* [Material provided]:
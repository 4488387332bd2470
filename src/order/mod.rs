//! Order construction, signing, and submission
//!
//! Builds exchange orders with currency-precision-safe rounding: the
//! token quantity is derived from the tick-rounded price (never the raw
//! price) so the maker/taker amount ratio reproduces the rounded price
//! exactly after scaling to the 6-decimal base unit. The exchange
//! rejects, or worse silently mis-prices, orders that violate this.
//!
//! Submission always returns a [`PlacedOrder`] audit record; ordinary
//! rejections are carried in its status, never raised.

use crate::client::auth::{OrderSigningData, Venue, WalletSigner};
use crate::client::credentials::ApiCredentials;
use crate::client::ExecutionClient;
use crate::error::{AgentError, Result};
use crate::types::{OrderType, PlacedOrder, PlacedOrderStatus, Side};
use async_trait::async_trait;
use chrono::Utc;
use ethers::types::{Address, U256};
use rust_decimal::prelude::*;
use rust_decimal::{Decimal, RoundingStrategy};
use serde_json::json;
use std::collections::HashSet;
use tracing::{info, warn};

/// Base-unit precision of the quote currency (USDC)
const BASE_UNIT_DECIMALS: u32 = 6;
/// Share quantities are quoted to two decimal places
const SHARE_DECIMALS: u32 = 2;
/// Salts must survive a JSON round-trip through runtimes with 53-bit
/// integers
const MAX_SAFE_SALT: i64 = 9_007_199_254_740_991;

/// Per-market parameters the engine needs before building an order
#[derive(Debug, Clone)]
pub struct OrderParams {
    pub tick_size: Decimal,
    pub neg_risk: bool,
    pub fee_rate_bps: u32,
}

/// Submission request for one order
#[derive(Debug, Clone)]
pub struct OrderRequest {
    pub condition_id: String,
    pub token_id: String,
    pub side: Side,
    pub price: Decimal,
    pub size_usd: Decimal,
    pub order_type: OrderType,
}

/// An immutable signed order ready for submission
#[derive(Debug, Clone)]
pub struct SignedOrder {
    pub salt: i64,
    pub maker: Address,
    pub signer: Address,
    pub taker: Address,
    pub token_id: String,
    /// What the maker gives, in base units
    pub maker_amount: u64,
    /// What the maker receives, in base units
    pub taker_amount: u64,
    pub expiration: u64,
    pub nonce: u64,
    pub fee_rate_bps: u32,
    pub side: Side,
    pub signature_type: u8,
    pub signature: String,
    pub venue: Venue,
}

impl SignedOrder {
    /// Wire envelope for `POST /order`. Two protocol quirks are load
    /// bearing: `side` goes out as the string enum (the signing struct
    /// used the numeric code) and `salt` goes out as a plain integer
    /// (the signing struct used its string form).
    pub fn to_envelope(&self, owner_api_key: &str, order_type: OrderType) -> serde_json::Value {
        json!({
            "order": {
                "salt": self.salt,
                "maker": format!("{:?}", self.maker),
                "signer": format!("{:?}", self.signer),
                "taker": format!("{:?}", self.taker),
                "tokenId": self.token_id,
                "makerAmount": self.maker_amount.to_string(),
                "takerAmount": self.taker_amount.to_string(),
                "expiration": self.expiration.to_string(),
                "nonce": self.nonce.to_string(),
                "feeRateBps": self.fee_rate_bps.to_string(),
                "side": self.side.as_str(),
                "signatureType": self.signature_type,
                "signature": self.signature,
            },
            "owner": owner_api_key,
            "orderType": order_type.as_str(),
        })
    }
}

/// On-chain approval collaborator. Transaction submission and
/// confirmation polling live outside the core; the engine only asks
/// that a venue's token-spending approvals exist.
#[cfg_attr(test, mockall::automock)]
#[async_trait]
pub trait AllowanceManager: Send + Sync {
    async fn ensure_allowances(&self, venue: Venue) -> Result<()>;
}

/// Builds, signs, and submits orders
pub struct OrderEngine {
    signer: WalletSigner,
    execution: ExecutionClient,
    allowances: Box<dyn AllowanceManager>,
    /// Funder proxy holding the collateral, when distinct from the signer
    funder: Option<Address>,
    signature_type: u8,
    /// Venues whose approvals were already confirmed this process
    approved_venues: tokio::sync::Mutex<HashSet<Venue>>,
}

impl OrderEngine {
    pub fn new(
        signer: WalletSigner,
        execution: ExecutionClient,
        allowances: Box<dyn AllowanceManager>,
        funder: Option<Address>,
        signature_type: u8,
    ) -> Self {
        Self {
            signer,
            execution,
            allowances,
            funder,
            signature_type,
            approved_venues: tokio::sync::Mutex::new(HashSet::new()),
        }
    }

    /// Gather tick size, risk routing, and fee rate for a market
    pub async fn fetch_params(&self, condition_id: &str, token_id: &str) -> Result<OrderParams> {
        let tick_size = self.execution.tick_size(condition_id).await?;
        let neg_risk = self.execution.neg_risk(token_id).await?;
        let fee_rate_bps = self.execution.fee_rate_bps(token_id).await?;
        Ok(OrderParams {
            tick_size,
            neg_risk,
            fee_rate_bps,
        })
    }

    /// Confirm venue approvals, at most once per venue per process
    pub async fn ensure_venue_approved(&self, venue: Venue) -> Result<()> {
        let mut approved = self.approved_venues.lock().await;
        if approved.contains(&venue) {
            return Ok(());
        }
        self.allowances.ensure_allowances(venue).await?;
        approved.insert(venue);
        Ok(())
    }

    /// Build and sign an order. Rejects invalid prices, out-of-range
    /// tick rounding, and degenerate amounts before any signing occurs.
    pub fn build_signed_order(
        &self,
        token_id: &str,
        side: Side,
        price: Decimal,
        size_usd: Decimal,
        params: &OrderParams,
    ) -> Result<SignedOrder> {
        if price <= Decimal::ZERO || price >= Decimal::ONE {
            return Err(AgentError::InvalidOrder(format!(
                "Price {} outside (0, 1)",
                price
            )));
        }
        let tick = params.tick_size;
        if tick <= Decimal::ZERO {
            return Err(AgentError::InvalidOrder(format!("Tick size {}", tick)));
        }

        let rounded_price = round_to_tick(price, tick);
        if rounded_price < tick || rounded_price > Decimal::ONE - tick {
            return Err(AgentError::InvalidOrder(format!(
                "Price {} rounds to {} outside [{}, {}]",
                price,
                rounded_price,
                tick,
                Decimal::ONE - tick
            )));
        }

        let price_decimals = tick_decimals(tick)?;

        // Quantity comes from the ROUNDED price. Deriving it from the
        // raw price would break maker/taker == rounded price, which the
        // exchange checks in integer arithmetic.
        let quantity = (size_usd / rounded_price)
            .round_dp_with_strategy(SHARE_DECIMALS, RoundingStrategy::ToZero);
        let cost = (quantity * rounded_price).round_dp(price_decimals + 2);

        if quantity <= Decimal::ZERO || cost <= Decimal::ZERO {
            return Err(AgentError::InvalidOrder(format!(
                "Size {} at {} yields degenerate amounts",
                size_usd, rounded_price
            )));
        }

        let quantity_units = to_base_units(quantity)?;
        let cost_units = to_base_units(cost)?;

        // BUY gives quote currency for tokens; SELL is the mirror image
        let (maker_amount, taker_amount) = match side {
            Side::Buy => (cost_units, quantity_units),
            Side::Sell => (quantity_units, cost_units),
        };

        let salt = generate_salt()?;
        let maker = self.funder.unwrap_or_else(|| self.signer.address());
        let venue = Venue::from_neg_risk(params.neg_risk);

        let signing_data = OrderSigningData {
            salt: U256::from(salt as u64),
            maker,
            signer: self.signer.address(),
            taker: Address::zero(),
            token_id: U256::from_dec_str(token_id)
                .map_err(|e| AgentError::InvalidOrder(format!("Token id: {}", e)))?,
            maker_amount: U256::from(maker_amount),
            taker_amount: U256::from(taker_amount),
            expiration: U256::zero(),
            nonce: U256::zero(),
            fee_rate_bps: U256::from(params.fee_rate_bps),
            side: side.signing_code(),
            signature_type: self.signature_type,
        };
        let signature = self.signer.sign_order(&signing_data, venue)?;

        Ok(SignedOrder {
            salt,
            maker,
            signer: self.signer.address(),
            taker: Address::zero(),
            token_id: token_id.to_string(),
            maker_amount,
            taker_amount,
            expiration: 0,
            nonce: 0,
            fee_rate_bps: params.fee_rate_bps,
            side,
            signature_type: self.signature_type,
            signature,
            venue,
        })
    }

    /// Full pipeline: params, approvals, build, sign, submit. Always
    /// returns the audit record; failures are folded into its status.
    pub async fn place_order(&self, req: &OrderRequest) -> PlacedOrder {
        match self.try_place(req).await {
            Ok((order_id, status)) => {
                info!(
                    condition_id = %req.condition_id,
                    order_id = %order_id,
                    ?status,
                    "Order placed"
                );
                self.audit(req, status, Some(order_id), None)
            }
            Err(e) => {
                warn!(condition_id = %req.condition_id, "Order failed: {}", e);
                self.audit(req, PlacedOrderStatus::Error, None, Some(e.to_string()))
            }
        }
    }

    async fn try_place(&self, req: &OrderRequest) -> Result<(String, PlacedOrderStatus)> {
        let params = self.fetch_params(&req.condition_id, &req.token_id).await?;
        let venue = Venue::from_neg_risk(params.neg_risk);
        self.ensure_venue_approved(venue).await?;

        let signed =
            self.build_signed_order(&req.token_id, req.side, req.price, req.size_usd, &params)?;

        let order_type = req.order_type;
        let resp = self
            .execution
            .post_order(move |creds: &ApiCredentials| {
                signed.to_envelope(&creds.api_key, order_type)
            })
            .await?;

        let order_id = resp["orderID"]
            .as_str()
            .or_else(|| resp["orderId"].as_str())
            .unwrap_or_default()
            .to_string();
        let status = match resp["status"].as_str().unwrap_or("live") {
            "matched" => PlacedOrderStatus::Matched,
            "delayed" => PlacedOrderStatus::Delayed,
            _ => PlacedOrderStatus::Live,
        };
        Ok((order_id, status))
    }

    fn audit(
        &self,
        req: &OrderRequest,
        status: PlacedOrderStatus,
        order_id: Option<String>,
        error: Option<String>,
    ) -> PlacedOrder {
        PlacedOrder {
            condition_id: req.condition_id.clone(),
            token_id: req.token_id.clone(),
            side: req.side,
            price: req.price,
            size_usd: req.size_usd,
            status,
            order_id,
            error,
            submitted_at: Utc::now(),
        }
    }
}

/// Round a price to the nearest tick multiple, half away from zero
pub fn round_to_tick(price: Decimal, tick: Decimal) -> Decimal {
    (price / tick).round_dp_with_strategy(0, RoundingStrategy::MidpointAwayFromZero) * tick
}

/// Decimal precision implied by a tick size (`0.001` -> 3)
fn tick_decimals(tick: Decimal) -> Result<u32> {
    let tick_f = tick
        .to_f64()
        .ok_or_else(|| AgentError::InvalidOrder(format!("Tick size {}", tick)))?;
    let decimals = (-tick_f.log10()).round();
    if !decimals.is_finite() || decimals < 0.0 || decimals > BASE_UNIT_DECIMALS as f64 {
        return Err(AgentError::InvalidOrder(format!("Tick size {}", tick)));
    }
    Ok(decimals as u32)
}

/// Scale a decimal amount to integer base units, requiring exactness
fn to_base_units(amount: Decimal) -> Result<u64> {
    let scaled = amount * Decimal::from(10u64.pow(BASE_UNIT_DECIMALS));
    if scaled != scaled.trunc() {
        return Err(AgentError::InvalidOrder(format!(
            "Amount {} does not fit the base unit",
            amount
        )));
    }
    scaled
        .to_u64()
        .filter(|&u| u > 0)
        .ok_or_else(|| AgentError::InvalidOrder(format!("Amount {} out of range", amount)))
}

/// Millisecond timestamp scaled by 1000 plus a random tail. Stays within
/// 53-bit integer range; larger salt schemes have broken downstream
/// JSON consumers before.
fn generate_salt() -> Result<i64> {
    use rand::Rng;
    let millis = Utc::now().timestamp_millis();
    let salt = millis * 1000 + rand::rng().random_range(0..1000i64);
    if !(0..=MAX_SAFE_SALT).contains(&salt) {
        return Err(AgentError::InvalidOrder(format!(
            "Salt {} exceeds safe integer range",
            salt
        )));
    }
    Ok(salt)
}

* [Assignment]:
Above are the entries. Quote exactly the lines from the one bearing "signed.to_envelope(&creds.api_key, order_type)" through the one bearing "tail. Stays within".

* [Answer for this exercise]:
                signed.to_envelope(&creds.api_key, order_type)
            })
            .await?;

        let order_id = resp["orderID"]
            .as_str()
            .or_else(|| resp["orderId"].as_str())
            .unwrap_or_default()
            .to_string();
        let status = match resp["status"].as_str().unwrap_or("live") {
            "matched" => PlacedOrderStatus::Matched,
            "delayed" => PlacedOrderStatus::Delayed,
            _ => PlacedOrderStatus::Live,
        };
        Ok((order_id, status))
    }

    fn audit(
        &self,
        req: &OrderRequest,
        status: PlacedOrderStatus,
        order_id: Option<String>,
        error: Option<String>,
    ) -> PlacedOrder {
        PlacedOrder {
            condition_id: req.condition_id.clone(),
            token_id: req.token_id.clone(),
            side: req.side,
            price: req.price,
            size_usd: req.size_usd,
            status,
            order_id,
            error,
            submitted_at: Utc::now(),
        }
    }
}

/// Round a price to the nearest tick multiple, half away from zero
pub fn round_to_tick(price: Decimal, tick: Decimal) -> Decimal {
    (price / tick).round_dp_with_strategy(0, RoundingStrategy::MidpointAwayFromZero) * tick
}

/// Decimal precision implied by a tick size (`0.001` -> 3)
fn tick_decimals(tick: Decimal) -> Result<u32> {
    let tick_f = tick
        .to_f64()
        .ok_or_else(|| AgentError::InvalidOrder(format!("Tick size {}", tick)))?;
    let decimals = (-tick_f.log10()).round();
    if !decimals.is_finite() || decimals < 0.0 || decimals > BASE_UNIT_DECIMALS as f64 {
        return Err(AgentError::InvalidOrder(format!("Tick size {}", tick)));
    }
    Ok(decimals as u32)
}

/// Scale a decimal amount to integer base units, requiring exactness
fn to_base_units(amount: Decimal) -> Result<u64> {
    let scaled = amount * Decimal::from(10u64.pow(BASE_UNIT_DECIMALS));
    if scaled != scaled.trunc() {
        return Err(AgentError::InvalidOrder(format!(
            "Amount {} does not fit the base unit",
            amount
        )));
    }
    scaled
        .to_u64()
        .filter(|&u| u > 0)
        .ok_or_else(|| AgentError::InvalidOrder(format!("Amount {} out of range", amount)))
}

/// Millisecond timestamp scaled by 1000 plus a random tail. Stays within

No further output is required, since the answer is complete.